Records shown:
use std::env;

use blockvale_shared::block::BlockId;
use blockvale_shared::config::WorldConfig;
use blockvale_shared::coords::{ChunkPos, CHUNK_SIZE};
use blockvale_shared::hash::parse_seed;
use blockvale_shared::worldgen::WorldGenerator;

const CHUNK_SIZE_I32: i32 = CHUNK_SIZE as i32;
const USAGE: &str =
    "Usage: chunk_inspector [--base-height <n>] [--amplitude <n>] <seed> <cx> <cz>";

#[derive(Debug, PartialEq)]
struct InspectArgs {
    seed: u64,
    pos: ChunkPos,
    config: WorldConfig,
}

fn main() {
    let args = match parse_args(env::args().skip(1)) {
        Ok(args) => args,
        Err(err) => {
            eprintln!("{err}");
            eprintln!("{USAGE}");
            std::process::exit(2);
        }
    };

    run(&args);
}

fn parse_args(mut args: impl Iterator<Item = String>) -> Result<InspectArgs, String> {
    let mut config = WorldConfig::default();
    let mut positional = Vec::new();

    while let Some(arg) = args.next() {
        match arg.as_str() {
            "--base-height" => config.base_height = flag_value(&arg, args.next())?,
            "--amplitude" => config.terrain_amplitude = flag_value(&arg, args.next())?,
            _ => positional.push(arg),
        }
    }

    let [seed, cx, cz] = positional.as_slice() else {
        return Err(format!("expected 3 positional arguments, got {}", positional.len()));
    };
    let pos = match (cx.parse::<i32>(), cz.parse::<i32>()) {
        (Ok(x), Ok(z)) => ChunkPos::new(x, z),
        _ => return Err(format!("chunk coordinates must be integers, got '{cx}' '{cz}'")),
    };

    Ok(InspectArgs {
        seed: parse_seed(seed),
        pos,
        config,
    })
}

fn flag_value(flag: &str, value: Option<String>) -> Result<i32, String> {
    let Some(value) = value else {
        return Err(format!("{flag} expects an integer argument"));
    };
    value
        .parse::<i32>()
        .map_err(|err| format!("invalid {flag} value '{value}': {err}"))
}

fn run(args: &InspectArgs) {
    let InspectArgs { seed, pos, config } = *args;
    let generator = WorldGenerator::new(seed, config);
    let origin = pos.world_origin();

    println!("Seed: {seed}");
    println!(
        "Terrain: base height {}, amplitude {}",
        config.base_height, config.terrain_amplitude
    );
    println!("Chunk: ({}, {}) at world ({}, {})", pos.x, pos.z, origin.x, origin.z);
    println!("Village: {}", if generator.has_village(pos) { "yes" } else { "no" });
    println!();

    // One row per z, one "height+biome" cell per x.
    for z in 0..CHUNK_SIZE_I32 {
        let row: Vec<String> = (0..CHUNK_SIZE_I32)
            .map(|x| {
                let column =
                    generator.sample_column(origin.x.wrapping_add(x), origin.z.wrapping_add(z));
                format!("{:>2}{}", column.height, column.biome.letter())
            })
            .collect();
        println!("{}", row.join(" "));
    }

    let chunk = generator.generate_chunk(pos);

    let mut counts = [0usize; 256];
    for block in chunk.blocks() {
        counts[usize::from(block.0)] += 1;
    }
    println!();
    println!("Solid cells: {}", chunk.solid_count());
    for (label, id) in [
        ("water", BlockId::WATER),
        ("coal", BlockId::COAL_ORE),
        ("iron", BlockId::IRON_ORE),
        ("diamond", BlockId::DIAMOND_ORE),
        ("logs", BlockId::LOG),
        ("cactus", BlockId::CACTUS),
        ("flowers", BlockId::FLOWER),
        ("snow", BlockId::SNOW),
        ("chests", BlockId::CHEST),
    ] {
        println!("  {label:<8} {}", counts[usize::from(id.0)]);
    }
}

---

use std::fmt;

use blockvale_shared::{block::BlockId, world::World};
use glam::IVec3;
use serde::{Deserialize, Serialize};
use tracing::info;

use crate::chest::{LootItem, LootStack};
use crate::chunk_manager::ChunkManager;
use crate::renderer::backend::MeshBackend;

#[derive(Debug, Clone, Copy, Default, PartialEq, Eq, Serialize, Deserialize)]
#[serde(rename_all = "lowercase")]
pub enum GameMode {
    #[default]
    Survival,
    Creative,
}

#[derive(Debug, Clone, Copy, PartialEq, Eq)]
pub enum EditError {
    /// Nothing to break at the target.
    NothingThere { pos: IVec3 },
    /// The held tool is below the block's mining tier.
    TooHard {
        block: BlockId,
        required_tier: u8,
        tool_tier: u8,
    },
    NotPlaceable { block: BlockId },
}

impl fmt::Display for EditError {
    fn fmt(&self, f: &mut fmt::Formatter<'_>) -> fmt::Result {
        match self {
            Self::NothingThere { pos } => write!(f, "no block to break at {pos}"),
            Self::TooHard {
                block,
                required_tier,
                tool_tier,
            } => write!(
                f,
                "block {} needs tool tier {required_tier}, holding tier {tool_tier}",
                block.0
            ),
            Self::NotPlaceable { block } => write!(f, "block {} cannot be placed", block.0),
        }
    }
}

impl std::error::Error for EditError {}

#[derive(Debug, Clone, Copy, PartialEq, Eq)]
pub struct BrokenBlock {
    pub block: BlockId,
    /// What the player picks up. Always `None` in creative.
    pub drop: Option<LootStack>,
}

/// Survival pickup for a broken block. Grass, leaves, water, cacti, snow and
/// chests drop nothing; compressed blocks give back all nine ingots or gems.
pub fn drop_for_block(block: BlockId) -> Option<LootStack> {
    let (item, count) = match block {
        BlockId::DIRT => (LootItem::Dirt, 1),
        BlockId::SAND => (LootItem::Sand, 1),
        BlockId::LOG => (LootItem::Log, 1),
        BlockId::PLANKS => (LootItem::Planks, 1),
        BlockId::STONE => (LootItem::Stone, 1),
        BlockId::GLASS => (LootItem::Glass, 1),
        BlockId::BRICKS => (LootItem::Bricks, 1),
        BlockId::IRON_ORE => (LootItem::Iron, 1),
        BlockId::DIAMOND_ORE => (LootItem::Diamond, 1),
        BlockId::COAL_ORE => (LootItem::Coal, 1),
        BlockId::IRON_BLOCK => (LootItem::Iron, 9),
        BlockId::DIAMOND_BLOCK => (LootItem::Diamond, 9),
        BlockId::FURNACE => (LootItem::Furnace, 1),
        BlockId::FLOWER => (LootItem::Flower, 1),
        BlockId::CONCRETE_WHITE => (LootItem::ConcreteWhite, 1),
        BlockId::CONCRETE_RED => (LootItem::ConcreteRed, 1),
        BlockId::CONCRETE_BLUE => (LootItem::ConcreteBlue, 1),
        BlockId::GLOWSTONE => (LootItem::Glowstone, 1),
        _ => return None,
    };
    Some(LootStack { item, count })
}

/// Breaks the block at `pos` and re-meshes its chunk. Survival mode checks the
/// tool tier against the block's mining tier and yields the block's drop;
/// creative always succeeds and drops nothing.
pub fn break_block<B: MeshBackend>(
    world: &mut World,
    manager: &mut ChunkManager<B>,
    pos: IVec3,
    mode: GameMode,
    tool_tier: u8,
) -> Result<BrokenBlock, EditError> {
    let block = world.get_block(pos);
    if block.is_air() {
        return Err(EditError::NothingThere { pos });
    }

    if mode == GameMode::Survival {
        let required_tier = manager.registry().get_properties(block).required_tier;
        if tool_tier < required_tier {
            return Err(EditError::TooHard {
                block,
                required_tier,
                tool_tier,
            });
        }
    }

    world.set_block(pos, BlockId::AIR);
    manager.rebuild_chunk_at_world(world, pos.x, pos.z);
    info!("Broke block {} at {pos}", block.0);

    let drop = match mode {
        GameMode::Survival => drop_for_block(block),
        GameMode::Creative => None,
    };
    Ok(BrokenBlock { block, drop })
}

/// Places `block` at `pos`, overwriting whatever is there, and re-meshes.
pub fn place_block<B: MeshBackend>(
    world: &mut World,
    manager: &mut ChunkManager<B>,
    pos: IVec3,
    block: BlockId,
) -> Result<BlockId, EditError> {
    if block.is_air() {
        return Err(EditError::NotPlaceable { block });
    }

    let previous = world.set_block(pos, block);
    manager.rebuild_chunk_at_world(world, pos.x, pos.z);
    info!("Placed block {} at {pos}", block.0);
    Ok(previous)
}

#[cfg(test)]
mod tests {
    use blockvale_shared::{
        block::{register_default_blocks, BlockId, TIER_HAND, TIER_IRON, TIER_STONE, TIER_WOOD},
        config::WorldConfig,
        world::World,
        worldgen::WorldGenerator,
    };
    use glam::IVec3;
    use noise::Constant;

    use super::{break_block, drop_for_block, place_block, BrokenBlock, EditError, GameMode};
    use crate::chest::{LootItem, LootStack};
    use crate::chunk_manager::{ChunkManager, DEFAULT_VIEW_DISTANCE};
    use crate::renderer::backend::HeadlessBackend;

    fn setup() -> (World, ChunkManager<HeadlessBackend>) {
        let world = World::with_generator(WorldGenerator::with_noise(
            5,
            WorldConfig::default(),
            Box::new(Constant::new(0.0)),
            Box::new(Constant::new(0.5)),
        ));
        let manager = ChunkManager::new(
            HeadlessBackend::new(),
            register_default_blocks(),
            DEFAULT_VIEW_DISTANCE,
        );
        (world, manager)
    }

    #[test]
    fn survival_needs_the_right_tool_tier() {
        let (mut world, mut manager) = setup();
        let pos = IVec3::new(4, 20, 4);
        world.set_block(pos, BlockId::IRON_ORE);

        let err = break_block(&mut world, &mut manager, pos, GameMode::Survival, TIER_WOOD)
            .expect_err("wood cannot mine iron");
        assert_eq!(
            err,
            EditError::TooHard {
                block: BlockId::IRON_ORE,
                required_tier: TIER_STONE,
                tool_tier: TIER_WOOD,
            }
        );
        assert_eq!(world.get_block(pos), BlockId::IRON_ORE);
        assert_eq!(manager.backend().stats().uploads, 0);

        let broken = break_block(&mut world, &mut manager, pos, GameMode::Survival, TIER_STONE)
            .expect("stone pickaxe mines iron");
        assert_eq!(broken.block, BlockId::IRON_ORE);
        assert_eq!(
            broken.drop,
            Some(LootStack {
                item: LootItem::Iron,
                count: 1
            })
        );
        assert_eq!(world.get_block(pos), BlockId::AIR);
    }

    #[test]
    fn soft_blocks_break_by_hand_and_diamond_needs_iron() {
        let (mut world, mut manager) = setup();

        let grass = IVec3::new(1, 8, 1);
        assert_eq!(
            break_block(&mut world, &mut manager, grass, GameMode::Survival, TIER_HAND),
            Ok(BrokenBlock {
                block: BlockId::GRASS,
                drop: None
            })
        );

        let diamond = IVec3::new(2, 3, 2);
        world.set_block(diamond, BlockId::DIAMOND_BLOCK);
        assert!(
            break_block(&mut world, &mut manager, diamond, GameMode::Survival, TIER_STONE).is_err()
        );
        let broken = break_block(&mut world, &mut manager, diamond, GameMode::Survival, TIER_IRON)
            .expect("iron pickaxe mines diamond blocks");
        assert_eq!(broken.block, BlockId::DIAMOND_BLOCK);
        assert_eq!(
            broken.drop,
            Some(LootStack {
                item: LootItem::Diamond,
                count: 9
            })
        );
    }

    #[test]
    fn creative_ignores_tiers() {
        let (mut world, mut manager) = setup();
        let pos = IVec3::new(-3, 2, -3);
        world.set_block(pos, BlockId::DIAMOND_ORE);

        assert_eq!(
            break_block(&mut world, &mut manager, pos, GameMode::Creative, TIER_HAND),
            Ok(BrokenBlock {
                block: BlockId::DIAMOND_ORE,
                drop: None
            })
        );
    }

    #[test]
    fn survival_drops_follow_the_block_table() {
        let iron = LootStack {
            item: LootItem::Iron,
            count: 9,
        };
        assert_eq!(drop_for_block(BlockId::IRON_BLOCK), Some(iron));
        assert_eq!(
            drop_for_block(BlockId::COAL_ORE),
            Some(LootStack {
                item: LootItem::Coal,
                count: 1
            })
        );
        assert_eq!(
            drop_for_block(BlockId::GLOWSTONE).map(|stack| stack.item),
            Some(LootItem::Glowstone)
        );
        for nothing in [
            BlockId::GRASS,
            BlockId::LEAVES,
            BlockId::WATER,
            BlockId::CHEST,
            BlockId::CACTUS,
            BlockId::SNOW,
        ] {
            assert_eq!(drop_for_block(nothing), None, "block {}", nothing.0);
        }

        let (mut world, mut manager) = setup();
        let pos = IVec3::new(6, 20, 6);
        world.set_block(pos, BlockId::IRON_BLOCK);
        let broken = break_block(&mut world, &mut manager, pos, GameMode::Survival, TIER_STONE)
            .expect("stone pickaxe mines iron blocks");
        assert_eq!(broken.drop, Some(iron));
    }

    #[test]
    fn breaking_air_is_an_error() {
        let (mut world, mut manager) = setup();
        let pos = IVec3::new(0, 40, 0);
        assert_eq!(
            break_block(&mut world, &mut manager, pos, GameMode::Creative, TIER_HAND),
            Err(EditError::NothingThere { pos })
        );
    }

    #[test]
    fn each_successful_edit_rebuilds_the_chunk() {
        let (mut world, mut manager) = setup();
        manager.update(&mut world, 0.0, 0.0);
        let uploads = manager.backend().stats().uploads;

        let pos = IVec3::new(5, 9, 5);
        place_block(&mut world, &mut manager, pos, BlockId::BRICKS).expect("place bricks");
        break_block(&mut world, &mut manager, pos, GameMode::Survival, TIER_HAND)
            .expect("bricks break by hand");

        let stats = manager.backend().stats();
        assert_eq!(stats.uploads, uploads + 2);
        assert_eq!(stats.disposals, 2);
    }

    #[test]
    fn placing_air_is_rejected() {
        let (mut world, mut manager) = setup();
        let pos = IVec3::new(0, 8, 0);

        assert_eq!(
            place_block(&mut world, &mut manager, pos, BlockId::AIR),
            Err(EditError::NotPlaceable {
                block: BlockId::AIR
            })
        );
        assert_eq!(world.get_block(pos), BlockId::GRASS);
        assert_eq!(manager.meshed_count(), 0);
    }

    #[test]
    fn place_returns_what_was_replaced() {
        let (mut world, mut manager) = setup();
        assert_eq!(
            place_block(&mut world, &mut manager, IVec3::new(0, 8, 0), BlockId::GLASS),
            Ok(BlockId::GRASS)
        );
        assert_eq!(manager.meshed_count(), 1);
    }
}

Exercise: Copy whichever lines in the listing above hold "next".

Response to this exercise:
    while let Some(arg) = args.next() {
            "--base-height" => config.base_height = flag_value(&arg, args.next())?,
            "--amplitude" => config.terrain_amplitude = flag_value(&arg, args.next())?,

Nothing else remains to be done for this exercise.